L’introduzione di aria esterna priva di virus in un ambiente con una sorgente di cariche virali (nel caso ci fosse una persona infetta), comporta la diluizione della carica virale media nell’ambiente. Maggiore è la quantità di aria pulita introdotta, maggiore è diminuzione della carica virale. Ovviamente, se la persona infetta rimane nell’ambiente, non si potrà mai annullare completamente la carica virale media, ma la si potrà comunque diminuire di molto sotto la soglia minima per cui, se inalata da un soggetto sano, questo potrebbe non contrarre l’infezione.
Il problema è che ad oggi non si conosce il valore di soglia, cioè la dose infettiva. Questo rende impossibile determinare con certezza quale deve essere la quantità di aria di ventilazione che occorre introdurre nell’ambiente per garantire condizioni di sicurezza rispetto alla possibilità di infezione. È bene comunque attuare la massima ventilazione possibile, poiché è evidente che gli impianti di climatizzazione non sono una minaccia, bensì un’opportunità per migliorare le condizioni di sicurezza, sempre che gli apparecchi siano ben gestiti e manutenuti.

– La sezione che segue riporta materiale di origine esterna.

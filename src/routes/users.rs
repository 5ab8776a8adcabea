use axum::extract::{Path, State};
use axum::http::{HeaderMap, StatusCode};
use axum::Json;
use serde::Serialize;
use utoipa::ToSchema;
use uuid::Uuid;

use crate::app::AppState;
use crate::authz::{load_snapshot, permissions as perm, Access, AccessProfile};
use crate::errors::{AppError, AppResult, ValidationErrors};
use crate::events::{log_activity_with_context, RequestContext};
use crate::models::user::{DbUser, User, UserCreateRequest, UserUpdateRequest, UserWithRoles};
use crate::routes::auth::fetch_user_by_id;
use crate::utils::{hash_password, is_valid_email, utc_now};

async fn roles_for_user(state: &AppState, user_id: Uuid) -> AppResult<Vec<String>> {
    Ok(sqlx::query_scalar::<_, String>(
        "SELECT r.slug FROM roles r JOIN user_roles ur ON ur.role_id = r.id \
         WHERE ur.user_id = ? ORDER BY r.slug",
    )
    .bind(user_id.to_string())
    .fetch_all(&state.pool)
    .await?)
}

/// Replace the user's role assignment with the given slugs. Unknown slugs
/// reject the whole request.
async fn replace_roles(state: &AppState, user_id: Uuid, slugs: &[String]) -> AppResult<()> {
    let mut role_ids = Vec::with_capacity(slugs.len());
    for slug in slugs {
        let id: Option<String> = sqlx::query_scalar("SELECT id FROM roles WHERE slug = ?")
            .bind(slug)
            .fetch_optional(&state.pool)
            .await?;
        match id {
            Some(id) => role_ids.push(id),
            None => return Err(AppError::not_found(format!("unknown role: {slug}"))),
        }
    }

    let now = utc_now();
    let mut tx = state.pool.begin().await?;
    sqlx::query("DELETE FROM user_roles WHERE user_id = ?")
        .bind(user_id.to_string())
        .execute(&mut *tx)
        .await?;
    for role_id in &role_ids {
        sqlx::query("INSERT INTO user_roles (user_id, role_id, created_at) VALUES (?, ?, ?)")
            .bind(user_id.to_string())
            .bind(role_id)
            .bind(now.to_rfc3339())
            .execute(&mut *tx)
            .await?;
    }
    tx.commit().await?;
    Ok(())
}

#[utoipa::path(
    get,
    path = "/admin/users",
    tag = "Users",
    responses((status = 200, description = "List users with their roles", body = [UserWithRoles])),
    security(("bearerAuth" = []))
)]
pub async fn list_users(State(state): State<AppState>, access: Access) -> AppResult<Json<Vec<UserWithRoles>>> {
    access.require(perm::VIEW_USERS)?;

    let rows = sqlx::query_as::<_, DbUser>(
        "SELECT id, name, email, password_hash, is_admin, created_at, updated_at, deleted_at \
         FROM users WHERE deleted_at IS NULL ORDER BY name",
    )
    .fetch_all(&state.pool)
    .await?;

    let mut users = Vec::with_capacity(rows.len());
    for row in rows {
        let user: User = row.try_into()?;
        let roles = roles_for_user(&state, user.id).await?;
        users.push(UserWithRoles { user, roles });
    }
    Ok(Json(users))
}

#[utoipa::path(
    post,
    path = "/admin/users",
    tag = "Users",
    request_body = UserCreateRequest,
    responses(
        (status = 201, description = "User created", body = UserWithRoles),
        (status = 409, description = "Email already in use"),
        (status = 422, description = "Validation failed"),
    ),
    security(("bearerAuth" = []))
)]
pub async fn create_user(
    State(state): State<AppState>,
    access: Access,
    headers: HeaderMap,
    Json(req): Json<UserCreateRequest>,
) -> AppResult<(StatusCode, Json<UserWithRoles>)> {
    access.require(perm::MANAGE_USERS)?;

    let mut errors = ValidationErrors::new();
    if req.name.trim().is_empty() {
        errors.add("name", "name is required");
    }
    if !is_valid_email(&req.email) {
        errors.add("email", "email must be a valid address");
    }
    if req.password.len() < 8 {
        errors.add("password", "password must be at least 8 characters");
    }
    errors.into_result()?;

    let in_use: i64 =
        sqlx::query_scalar("SELECT COUNT(*) FROM users WHERE email = ? AND deleted_at IS NULL")
            .bind(&req.email)
            .fetch_one(&state.pool)
            .await?;
    if in_use > 0 {
        return Err(AppError::conflict("email already in use"));
    }

    let password_hash = hash_password(&req.password)?;
    let id = Uuid::new_v4();
    let now = utc_now();

    sqlx::query(
        "INSERT INTO users (id, name, email, password_hash, is_admin, created_at, updated_at) \
         VALUES (?, ?, ?, ?, ?, ?, ?)",
    )
    .bind(id.to_string())
    .bind(req.name.trim())
    .bind(req.email.trim())
    .bind(&password_hash)
    .bind(req.is_admin)
    .bind(now.to_rfc3339())
    .bind(now.to_rfc3339())
    .execute(&state.pool)
    .await?;

    if !req.roles.is_empty() {
        replace_roles(&state, id, &req.roles).await?;
    }

    let user: User = fetch_user_by_id(&state.pool, id).await?.try_into()?;
    log_activity_with_context(
        &state.event_bus,
        "created",
        Some(access.user_id),
        &user,
        None,
        Some(RequestContext::from_headers(&headers)),
    );

    let roles = roles_for_user(&state, id).await?;
    Ok((StatusCode::CREATED, Json(UserWithRoles { user, roles })))
}

#[utoipa::path(
    get,
    path = "/admin/users/{user_id}",
    tag = "Users",
    params(("user_id" = Uuid, Path, description = "User id")),
    responses(
        (status = 200, description = "User details", body = UserWithRoles),
        (status = 404, description = "User not found"),
    ),
    security(("bearerAuth" = []))
)]
pub async fn get_user(
    State(state): State<AppState>,
    access: Access,
    Path(user_id): Path<Uuid>,
) -> AppResult<Json<UserWithRoles>> {
    access.require(perm::VIEW_USERS)?;

    let user: User = fetch_user_by_id(&state.pool, user_id).await?.try_into()?;
    let roles = roles_for_user(&state, user_id).await?;
    Ok(Json(UserWithRoles { user, roles }))
}

#[utoipa::path(
    put,
    path = "/admin/users/{user_id}",
    tag = "Users",
    params(("user_id" = Uuid, Path, description = "User id")),
    request_body = UserUpdateRequest,
    responses(
        (status = 200, description = "User updated", body = UserWithRoles),
        (status = 404, description = "User not found"),
    ),
    security(("bearerAuth" = []))
)]
pub async fn update_user(
    State(state): State<AppState>,
    access: Access,
    headers: HeaderMap,
    Path(user_id): Path<Uuid>,
    Json(req): Json<UserUpdateRequest>,
) -> AppResult<Json<UserWithRoles>> {
    access.require(perm::MANAGE_USERS)?;

    let before: User = fetch_user_by_id(&state.pool, user_id).await?.try_into()?;

    if let Some(email) = &req.email {
        if !is_valid_email(email) {
            let mut errors = ValidationErrors::new();
            errors.add("email", "email must be a valid address");
            errors.into_result()?;
        }
    }

    let name = req.name.unwrap_or_else(|| before.name.clone());
    let email = req.email.unwrap_or_else(|| before.email.clone());
    let is_admin = req.is_admin.unwrap_or(before.is_admin);
    let now = utc_now();

    sqlx::query("UPDATE users SET name = ?, email = ?, is_admin = ?, updated_at = ? WHERE id = ?")
        .bind(&name)
        .bind(&email)
        .bind(is_admin)
        .bind(now.to_rfc3339())
        .bind(user_id.to_string())
        .execute(&state.pool)
        .await?;

    if let Some(password) = &req.password {
        let password_hash = hash_password(password)?;
        sqlx::query("UPDATE users SET password_hash = ?, updated_at = ? WHERE id = ?")
            .bind(&password_hash)
            .bind(now.to_rfc3339())
            .bind(user_id.to_string())
            .execute(&state.pool)
            .await?;
    }

    if let Some(roles) = &req.roles {
        replace_roles(&state, user_id, roles).await?;
    }

    let after: User = fetch_user_by_id(&state.pool, user_id).await?.try_into()?;
    log_activity_with_context(
        &state.event_bus,
        "updated",
        Some(access.user_id),
        &after,
        Some(&before),
        Some(RequestContext::from_headers(&headers)),
    );

    let roles = roles_for_user(&state, user_id).await?;
    Ok(Json(UserWithRoles { user: after, roles }))
}

#[utoipa::path(
    delete,
    path = "/admin/users/{user_id}",
    tag = "Users",
    params(("user_id" = Uuid, Path, description = "User id")),
    responses(
        (status = 204, description = "User soft-deleted"),
        (status = 404, description = "User not found"),
    ),
    security(("bearerAuth" = []))
)]
pub async fn delete_user(
    State(state): State<AppState>,
    access: Access,
    headers: HeaderMap,
    Path(user_id): Path<Uuid>,
) -> AppResult<StatusCode> {
    access.require(perm::MANAGE_USERS)?;

    if user_id == access.user_id {
        return Err(AppError::bad_request("cannot delete your own account"));
    }

    let user: User = fetch_user_by_id(&state.pool, user_id).await?.try_into()?;

    // Soft delete; leads and activity rows may still reference the user.
    sqlx::query("UPDATE users SET deleted_at = ? WHERE id = ?")
        .bind(utc_now().to_rfc3339())
        .bind(user_id.to_string())
        .execute(&state.pool)
        .await?;

    log_activity_with_context(
        &state.event_bus,
        "deleted",
        Some(access.user_id),
        &user,
        None,
        Some(RequestContext::from_headers(&headers)),
    );

    Ok(StatusCode::NO_CONTENT)
}

#[derive(Debug, Serialize, ToSchema)]
pub struct EffectivePermissionsResponse {
    pub user_id: Uuid,
    pub roles: Vec<String>,
    pub permissions: Vec<String>,
    pub is_super_admin: bool,
}

/// Resolve another user's effective permission set, exactly as the guard
/// would for their own requests.
#[utoipa::path(
    get,
    path = "/admin/users/{user_id}/permissions",
    tag = "Users",
    params(("user_id" = Uuid, Path, description = "User id")),
    responses(
        (status = 200, description = "Computed effective permissions", body = EffectivePermissionsResponse),
        (status = 404, description = "User not found"),
    ),
    security(("bearerAuth" = []))
)]
pub async fn effective_permissions(
    State(state): State<AppState>,
    access: Access,
    Path(user_id): Path<Uuid>,
) -> AppResult<Json<EffectivePermissionsResponse>> {
    access.require(perm::VIEW_USERS)?;

    let snapshot = load_snapshot(&state.pool, user_id)
        .await?
        .ok_or_else(|| AppError::not_found("User not found"))?;
    let profile = AccessProfile::resolve(Some(&snapshot));

    Ok(Json(EffectivePermissionsResponse {
        user_id,
        roles: profile.role_slug_list(),
        permissions: profile.permission_slugs(),
        is_super_admin: profile.is_super_admin,
    }))
}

Il modo migliore per ridurre il rischio di contagio in un ambiente condiviso da più individui è la ventilazione, che può essere effettuata aprendo le finestre o tramite sistemi meccanici. Con il primo metodo non si ha la certezza di ottenere il risultato sperato, mentre utilizzando un impianto di ventilazione o un impianto di climatizzazione dotato di ventilazione è possibile aumentare le portate di aria esterna. Il vantaggio della ventilazione meccanica, solitamente utilizzata per la climatizzazione dei grandi spazi comuni come i supermercati, è quello di filtrare l’aria esterna immessa nell’ambiente, depurata da polveri, pollini, ecc.
Il consiglio che si può dare per ridurre il rischio di infezione è di impostare gli impianti con la maggior quantità d’aria esterna possibile. Se l’ambiente è più piccolo, come gli uffici sul posto di lavoro, le opzioni a disposizione sono diverse in base all’impianto di cui si dispone. Nel caso in cui l’impianto aspiri l’aria degli uffici, la faccia passare attraverso il filtro di ripresa e la misceli con l’aria ripresa dagli altri uffici e venga reimmessa in tutti gli ambienti, la soluzione ideale sarebbe quella di far funzionare gli impianti tenendo le finestre parzialmente aperte, così da consentire una minima diluizione della potenziale carica virale e far indossare a tutti le mascherine, anche quando ci si trova da soli nell’ufficio.
Il difficile, dunque, sta proprio nel pianificare le azioni di prevenzione più adatte alle diverse esigenze e realtà, soprattutto quando non è ancora ben chiaro il valore della dose infettiva del virus e qual è la carica virale emessa da una persona infetta dopo uno specifico episodio (tosse, conversazione, starnuto), dove si trova il soggetto infetto nello spazio chiuso rispetto agli altri, come è fatto l’impianto di climatizzazione, la sua manutenzione, ecc.
Di fronte a tanta incertezza è sempre meglio utilizzare gli impianti operando come consigliato dagli esperti, piuttosto che spegnerli e sottoporci ad altri rischi, e indossare sempre le mascherine negli spazi pubblici chiusi in cui non è garantito il ricambio d’aria con aria esterna in modo da tutelarsi al meglio dal rischio di contagio.